Metric definitions Any metric your team discusses regularly — revenue, DAU, churn, conversion rate — should be defined in context or ontology. Even a one-sentence definition prevents Ana from making a different assumption each time.
“Churn rate is calculated as the number of accounts that cancelled in a given month divided by the number of active accounts at the start of that month. Trial accounts are excluded.”
Exclusion rules Internal accounts, test users, and bot traffic should be excluded from most analyses. Document the filter once so you do not have to repeat it in every prompt.
“Exclude all accounts where account_type = 'internal' or email LIKE '%@yourcompany.com' from user-facing metrics.”
Table ownership and caveats If certain tables are deprecated, have known data quality issues, or should only be used for specific purposes, document that. Ana will use the most relevant table she can find — if you want her to use a specific one, say so.
“Use orders_v2 for all order analysis. The orders table is deprecated and contains data only through Q3 2023.”

Common Mistakes

Too much context (noise) A context document that is hundreds of lines long and covers every edge case will slow Ana down and may cause her to miss the most important rules. Prioritize the 10–15 rules that matter most and keep the document focused. If you find yourself adding caveats to caveats, that is a sign the document needs editing, not expansion. Too little context (Ana guesses) The opposite problem: no context at all, or context that only covers obvious things. Ana will make reasonable assumptions, but “reasonable” may not match your conventions. The most common gaps are fiscal calendar, metric definitions, and exclusion rules. Wrong scope level Putting connector-specific rules in organization context means every user sees them, even when they are not relevant. Putting universal rules in connector context means they only apply when that connector is active. Match the scope to the actual applicability of the rule. Stale context Context that was accurate six months ago may no longer be. If your fiscal year changed, a table was deprecated, or a metric definition was updated, the context document needs to reflect that. Stale context is often worse than no context, because Ana will confidently apply the wrong rule.

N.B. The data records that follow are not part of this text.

//! Configuration loading, defaulting, and validation.
//!
//! [`load`] reads a config file, picks the parser from its extension via
//! [`parse_config_str`], fills defaults, and validates the result.
//! Submodules provide the data model and validation logic.

pub mod model;
pub mod validation;

use std::path::Path;

use crate::error::GatewayError;
use model::Config;

/// Parse a config string based on file extension.
///
/// Blank content yields the default configuration.
pub fn parse_config_str(
    ext: &str,
    content: &str,
    path_display: &str,
) -> Result<Config, GatewayError> {
    match ext {
        #[cfg(feature = "yaml")]
        "yaml" | "yml" if content.trim().is_empty() => Ok(Config::default()),

        #[cfg(feature = "yaml")]
        "yaml" | "yml" => serde_yml::from_str(content).map_err(|e| GatewayError::ConfigParse {
            path: path_display.to_string(),
            source: Box::new(e),
        }),

        #[cfg(feature = "json")]
        "json" if content.trim().is_empty() => Ok(Config::default()),

        #[cfg(feature = "json")]
        "json" => serde_json::from_str(content).map_err(|e| GatewayError::ConfigParse {
            path: path_display.to_string(),
            source: Box::new(e),
        }),

        other => Err(GatewayError::UnsupportedFormat(other.to_string())),
    }
}

/// Parse, fill defaults, and validate a config string.
pub fn resolve_config_str(
    ext: &str,
    content: &str,
    path_display: &str,
) -> Result<Config, GatewayError> {
    let mut config = parse_config_str(ext, content, path_display)?;
    config.apply_defaults();

    if let Err(errors) = validation::validate(&config) {
        return Err(GatewayError::ConfigValidation { errors });
    }

    Ok(config)
}

/// Read and resolve the config file at `path`.
pub async fn load(path: &Path) -> Result<Config, GatewayError> {
    let content = tokio::fs::read_to_string(path).await.map_err(|e| {
        if e.kind() == std::io::ErrorKind::NotFound {
            GatewayError::ConfigFileNotFound {
                path: path.to_path_buf(),
            }
        } else {
            GatewayError::Io(e)
        }
    })?;

    let ext = path.extension().and_then(|e| e.to_str()).unwrap_or("");
    resolve_config_str(ext, &content, &path.display().to_string())
}
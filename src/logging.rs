//! Structured logging setup using the `tracing` ecosystem.
//!
//! Configures a `tracing-subscriber` from the `logging` config section:
//! JSON or pretty output, a level filter, optional caller location, and a
//! timer that renders the configured [`TimeFormat`]. `--json` / `--pretty`
//! on the command line take precedence over `json_format`.

use std::time::{SystemTime, UNIX_EPOCH};

use tracing_subscriber::fmt::format::Writer;
use tracing_subscriber::fmt::time::FormatTime;
use tracing_subscriber::{fmt, layer::SubscriberExt, util::SubscriberInitExt};

use crate::config::model::{LoggingConfig, TimeFormat};

#[derive(Debug, Clone, Copy, PartialEq, Eq)]
pub enum LogFormat {
    Json,
    Pretty,
}

#[must_use]
pub const fn resolve_format(config: &LoggingConfig, pretty: bool, json: bool) -> LogFormat {
    if json {
        LogFormat::Json
    } else if pretty {
        LogFormat::Pretty
    } else if config.json_format {
        LogFormat::Json
    } else {
        LogFormat::Pretty
    }
}

/// Event timestamp in the configured [`TimeFormat`].
#[derive(Debug, Clone, Copy)]
pub struct Timestamp(pub TimeFormat);

impl FormatTime for Timestamp {
    fn format_time(&self, w: &mut Writer<'_>) -> std::fmt::Result {
        let since_epoch = || SystemTime::now().duration_since(UNIX_EPOCH).unwrap_or_default();
        match self.0 {
            TimeFormat::Rfc3339 => fmt::time::SystemTime.format_time(w),
            TimeFormat::Unix => write!(w, "{}", since_epoch().as_secs()),
            TimeFormat::UnixMs => write!(w, "{}", since_epoch().as_millis()),
            TimeFormat::UnixMicro => write!(w, "{}", since_epoch().as_micros()),
        }
    }
}

pub fn init(config: &LoggingConfig, format: LogFormat) {
    let filter = tracing_subscriber::filter::Targets::new()
        .with_default(config.level.to_level_filter());
    let timer = Timestamp(config.time_format);

    match format {
        LogFormat::Json => {
            tracing_subscriber::registry()
                .with(filter)
                .with(
                    fmt::layer()
                        .json()
                        .with_timer(timer)
                        .with_target(false)
                        .with_file(config.with_caller)
                        .with_line_number(config.with_caller),
                )
                .init();
        }
        LogFormat::Pretty => {
            tracing_subscriber::registry()
                .with(filter)
                .with(
                    fmt::layer()
                        .pretty()
                        .with_timer(timer)
                        .with_file(config.with_caller)
                        .with_line_number(config.with_caller),
                )
                .init();
        }
    }
}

How to Test Context Changes

Before rolling out a context change to your whole organization, test it with a targeted question.
  1. Note the question you want to test: something that should be directly affected by the context change.
  2. Ask Ana that question before making the change. Note the answer.
  3. Make the context change.
  4. Ask the same question again. Compare the answers.
If the answer changed in the way you expected, the context is working. If it did not change, or changed in an unexpected way, review the wording of the context document — Ana may be interpreting it differently than you intended. A useful test pattern: ask Ana to explain her assumptions. “What fiscal year definition are you using?” or “How are you defining active users?” will surface whether she is picking up the context correctly.

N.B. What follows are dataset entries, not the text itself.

//! Upstream metrics sources.
//!
//! An [`UpstreamSpec`] describes one configured source; [`UpstreamClient`]
//! is the HTTP implementation of [`MetricsSource`] built from it. The
//! [`family`] submodule turns a decoded exposition payload into the
//! [`MetricFamily`] values the gateway serves, and [`tls`] builds the
//! per-upstream rustls configuration.

pub mod client;
pub mod family;
pub mod tls;

use std::path::PathBuf;
use std::time::Duration;

use async_trait::async_trait;

use crate::error::FetchError;

pub use client::UpstreamClient;
pub use family::{MetricFamily, MetricKind, MetricSample};

/// Immutable description of one upstream route.
#[derive(Debug, Clone, PartialEq, Eq)]
pub struct UpstreamSpec {
    /// Path the gateway serves this upstream on.
    pub path: String,
    pub url: String,
    /// Upper bound for one fetch, connect through body.
    pub timeout: Duration,
    pub tls_cert: Option<PathBuf>,
    pub tls_key: Option<PathBuf>,
    /// Accept any server certificate.
    pub tls_insecure_verify: bool,
}

// async_trait is required here because route handlers hold sources as
// Arc<dyn MetricsSource> and native async fn in traits does not support
// dyn dispatch.
#[async_trait]
pub trait MetricsSource: Send + Sync {
    /// Where the metrics come from, for logging.
    fn target(&self) -> &str;

    /// Fetch and decode the current metrics. One attempt, no retries.
    async fn fetch(&self) -> Result<Vec<MetricFamily>, FetchError>;
}
//! `prom2json-gateway run`: start the gateway.
//!
//! Loads the config file, applies command-line overrides, installs the
//! tracing subscriber, builds every upstream client, and serves until
//! SIGTERM / Ctrl+C, draining in-flight requests before returning.

use std::net::{Ipv4Addr, SocketAddr};

use crate::cli::RunArgs;
use crate::config;
use crate::error::GatewayError;
use crate::gateway::RouteRegistry;
use crate::logging;
use crate::server::{self, Server};

pub async fn execute(args: RunArgs) -> Result<(), GatewayError> {
    let mut config = config::load(&args.config).await?;

    if let Some(port) = args.port {
        config.server.port = port;
    }
    if let Some(level) = args.log_level {
        config.logging.level = level;
    }

    let log_format = logging::resolve_format(&config.logging, args.pretty, args.json);
    logging::init(&config.logging, log_format);

    tracing::info!(path = %args.config.display(), "config loaded");

    let registry = RouteRegistry::from_specs(&config.upstream_specs())?;
    let route_count = registry.len();

    let addr = SocketAddr::from((Ipv4Addr::UNSPECIFIED, config.server.port));
    let server = Server::bind(addr).await?;

    tracing::info!(
        addr = %server.local_addr(),
        routes = route_count,
        "prom2json-gateway started"
    );

    server
        .serve(registry.into_router(), server::shutdown_signal())
        .await?;

    tracing::info!("prom2json-gateway stopped");
    Ok(())
}
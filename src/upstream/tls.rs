//! Per-upstream rustls client configuration.
//!
//! Each upstream gets its own [`ClientConfig`]: webpki roots, an optional
//! client identity loaded from PEM files for mutual TLS, and optionally a
//! verifier that accepts any server certificate.

use std::fs::File;
use std::io::BufReader;
use std::path::Path;
use std::sync::Arc;

use rustls::client::danger::{HandshakeSignatureValid, ServerCertVerified, ServerCertVerifier};
use rustls::crypto::CryptoProvider;
use rustls::pki_types::{CertificateDer, PrivateKeyDer, ServerName, UnixTime};
use rustls::{ClientConfig, DigitallySignedStruct, RootCertStore, SignatureScheme};

use crate::error::ClientError;

/// Client certificate chain and its private key.
pub struct ClientIdentity {
    pub certs: Vec<CertificateDer<'static>>,
    pub key: PrivateKeyDer<'static>,
}

impl ClientIdentity {
    /// Load a PEM certificate chain and private key.
    pub fn load(cert_path: &Path, key_path: &Path) -> Result<Self, ClientError> {
        let read_err = |path: &Path| {
            let path = path.to_path_buf();
            move |source| ClientError::ReadPem { path, source }
        };

        let mut cert_file = BufReader::new(File::open(cert_path).map_err(read_err(cert_path))?);
        let certs = rustls_pemfile::certs(&mut cert_file)
            .collect::<Result<Vec<_>, _>>()
            .map_err(read_err(cert_path))?;
        if certs.is_empty() {
            return Err(ClientError::NoCertificate {
                path: cert_path.to_path_buf(),
            });
        }

        let mut key_file = BufReader::new(File::open(key_path).map_err(read_err(key_path))?);
        let key = rustls_pemfile::private_key(&mut key_file)
            .map_err(read_err(key_path))?
            .ok_or_else(|| ClientError::NoPrivateKey {
                path: key_path.to_path_buf(),
            })?;

        Ok(Self { certs, key })
    }
}

pub fn client_config(
    identity: Option<ClientIdentity>,
    insecure_skip_verify: bool,
) -> Result<ClientConfig, ClientError> {
    let provider = Arc::new(rustls::crypto::ring::default_provider());
    let roots = RootCertStore {
        roots: webpki_roots::TLS_SERVER_ROOTS.to_vec(),
    };

    let builder = ClientConfig::builder_with_provider(Arc::clone(&provider))
        .with_safe_default_protocol_versions()?
        .with_root_certificates(roots);

    let mut config = match identity {
        Some(ClientIdentity { certs, key }) => builder.with_client_auth_cert(certs, key)?,
        None => builder.with_no_client_auth(),
    };

    if insecure_skip_verify {
        config
            .dangerous()
            .set_certificate_verifier(Arc::new(AcceptAnyServerCert(provider)));
    }

    Ok(config)
}

/// Skips chain and hostname checks; handshake signatures are still verified.
#[derive(Debug)]
struct AcceptAnyServerCert(Arc<CryptoProvider>);

impl ServerCertVerifier for AcceptAnyServerCert {
    fn verify_server_cert(
        &self,
        _end_entity: &CertificateDer<'_>,
        _intermediates: &[CertificateDer<'_>],
        _server_name: &ServerName<'_>,
        _ocsp_response: &[u8],
        _now: UnixTime,
    ) -> Result<ServerCertVerified, rustls::Error> {
        Ok(ServerCertVerified::assertion())
    }

    fn verify_tls12_signature(
        &self,
        message: &[u8],
        cert: &CertificateDer<'_>,
        dss: &DigitallySignedStruct,
    ) -> Result<HandshakeSignatureValid, rustls::Error> {
        rustls::crypto::verify_tls12_signature(
            message,
            cert,
            dss,
            &self.0.signature_verification_algorithms,
        )
    }

    fn verify_tls13_signature(
        &self,
        message: &[u8],
        cert: &CertificateDer<'_>,
        dss: &DigitallySignedStruct,
    ) -> Result<HandshakeSignatureValid, rustls::Error> {
        rustls::crypto::verify_tls13_signature(
            message,
            cert,
            dss,
            &self.0.signature_verification_algorithms,
        )
    }

    fn supported_verify_schemes(&self) -> Vec<SignatureScheme> {
        self.0.signature_verification_algorithms.supported_schemes()
    }
}
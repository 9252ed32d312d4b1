//! Integration tests for HTTPS upstreams: server certificate checks,
//! `tls_insecure_verify`, and client certificates.
//!
//! Fixtures under `tests/fixtures/tls` come from one throwaway CA:
//! `server.crt` (localhost, 127.0.0.1), `client.crt` (clientAuth), and
//! `other.key`, which matches neither certificate.

use std::convert::Infallible;
use std::fs::File;
use std::io::BufReader;
use std::net::SocketAddr;
use std::path::{Path, PathBuf};
use std::sync::Arc;
use std::time::Duration;

use bytes::Bytes;
use http_body_util::Full;
use hyper::body::Incoming;
use hyper::server::conn::http1;
use hyper::service::service_fn;
use hyper::{Request, Response};
use hyper_util::rt::TokioIo;
use prom2json_gateway::error::{ClientError, FetchError};
use prom2json_gateway::upstream::{MetricsSource, UpstreamClient, UpstreamSpec};
use rustls::pki_types::{CertificateDer, PrivateKeyDer};
use rustls::server::WebPkiClientVerifier;
use rustls::{RootCertStore, ServerConfig};
use tokio_rustls::TlsAcceptor;

const EXPOSITION: &str = "\
# TYPE up gauge
up 1
";

fn fixture(name: &str) -> PathBuf {
    Path::new(env!("CARGO_MANIFEST_DIR"))
        .join("tests/fixtures/tls")
        .join(name)
}

fn certs(name: &str) -> Vec<CertificateDer<'static>> {
    let mut reader = BufReader::new(File::open(fixture(name)).unwrap());
    rustls_pemfile::certs(&mut reader)
        .collect::<Result<Vec<_>, _>>()
        .unwrap()
}

fn key(name: &str) -> PrivateKeyDer<'static> {
    let mut reader = BufReader::new(File::open(fixture(name)).unwrap());
    rustls_pemfile::private_key(&mut reader).unwrap().unwrap()
}

fn server_config(require_client_cert: bool) -> ServerConfig {
    let provider = Arc::new(rustls::crypto::ring::default_provider());
    let builder = ServerConfig::builder_with_provider(Arc::clone(&provider))
        .with_safe_default_protocol_versions()
        .unwrap();

    let builder = if require_client_cert {
        let mut roots = RootCertStore::empty();
        for cert in certs("ca.crt") {
            roots.add(cert).unwrap();
        }
        let verifier = WebPkiClientVerifier::builder_with_provider(Arc::new(roots), provider)
            .build()
            .unwrap();
        builder.with_client_cert_verifier(verifier)
    } else {
        builder.with_no_client_auth()
    };

    builder
        .with_single_cert(certs("server.crt"), key("server.key"))
        .unwrap()
}

async fn exposition(_req: Request<Incoming>) -> Result<Response<Full<Bytes>>, Infallible> {
    Ok(Response::new(Full::new(Bytes::from_static(
        EXPOSITION.as_bytes(),
    ))))
}

async fn start_https_upstream(require_client_cert: bool) -> SocketAddr {
    let acceptor = TlsAcceptor::from(Arc::new(server_config(require_client_cert)));
    let listener = tokio::net::TcpListener::bind("127.0.0.1:0").await.unwrap();
    let addr = listener.local_addr().unwrap();

    tokio::spawn(async move {
        while let Ok((stream, _)) = listener.accept().await {
            let acceptor = acceptor.clone();
            tokio::spawn(async move {
                let Ok(tls) = acceptor.accept(stream).await else {
                    return;
                };
                let _ = http1::Builder::new()
                    .serve_connection(TokioIo::new(tls), service_fn(exposition))
                    .await;
            });
        }
    });

    addr
}

fn https_spec(addr: SocketAddr) -> UpstreamSpec {
    UpstreamSpec {
        path: "/metrics".into(),
        url: format!("https://{addr}/metrics"),
        timeout: Duration::from_secs(5),
        tls_cert: None,
        tls_key: None,
        tls_insecure_verify: false,
    }
}

#[tokio::test]
async fn insecure_verify_accepts_private_ca() {
    let addr = start_https_upstream(false).await;
    let mut spec = https_spec(addr);
    spec.tls_insecure_verify = true;

    let families = UpstreamClient::new(&spec).unwrap().fetch().await.unwrap();
    assert_eq!(families.len(), 1);
    assert_eq!(families[0].name, "up");
}

#[tokio::test]
async fn private_ca_is_rejected_by_default() {
    let addr = start_https_upstream(false).await;

    let err = UpstreamClient::new(&https_spec(addr))
        .unwrap()
        .fetch()
        .await
        .unwrap_err();
    assert!(matches!(err, FetchError::Transport(_)), "{err}");
}

#[tokio::test]
async fn client_certificate_is_presented() {
    let addr = start_https_upstream(true).await;
    let mut spec = https_spec(addr);
    spec.tls_insecure_verify = true;
    spec.tls_cert = Some(fixture("client.crt"));
    spec.tls_key = Some(fixture("client.key"));

    let families = UpstreamClient::new(&spec).unwrap().fetch().await.unwrap();
    assert_eq!(families[0].name, "up");
}

#[tokio::test]
async fn missing_client_certificate_is_refused() {
    let addr = start_https_upstream(true).await;
    let mut spec = https_spec(addr);
    spec.tls_insecure_verify = true;

    let result = UpstreamClient::new(&spec).unwrap().fetch().await;
    assert!(result.is_err());
}

#[tokio::test]
async fn mismatched_client_key_fails_at_construction() {
    let mut spec = https_spec("127.0.0.1:9".parse().unwrap());
    spec.tls_cert = Some(fixture("client.crt"));
    spec.tls_key = Some(fixture("other.key"));

    let err = UpstreamClient::new(&spec).unwrap_err();
    assert!(matches!(err, ClientError::Tls(_)), "{err}");
}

When to Use GitHub Integration for Version-Controlled Context

For organizations that want to treat context like code — with change history, review processes, and rollback capability — TextQL supports a GitHub integration that syncs context documents from a repository. This is most useful when:
  • Multiple people are responsible for maintaining context
  • You want a review process before context changes go live
  • You need an audit trail of what changed and when
  • Your context documents are complex enough that accidental edits could cause problems
For simpler setups, the built-in context editor is sufficient. See Using the Context Editor for how to create and manage context documents directly in TextQL.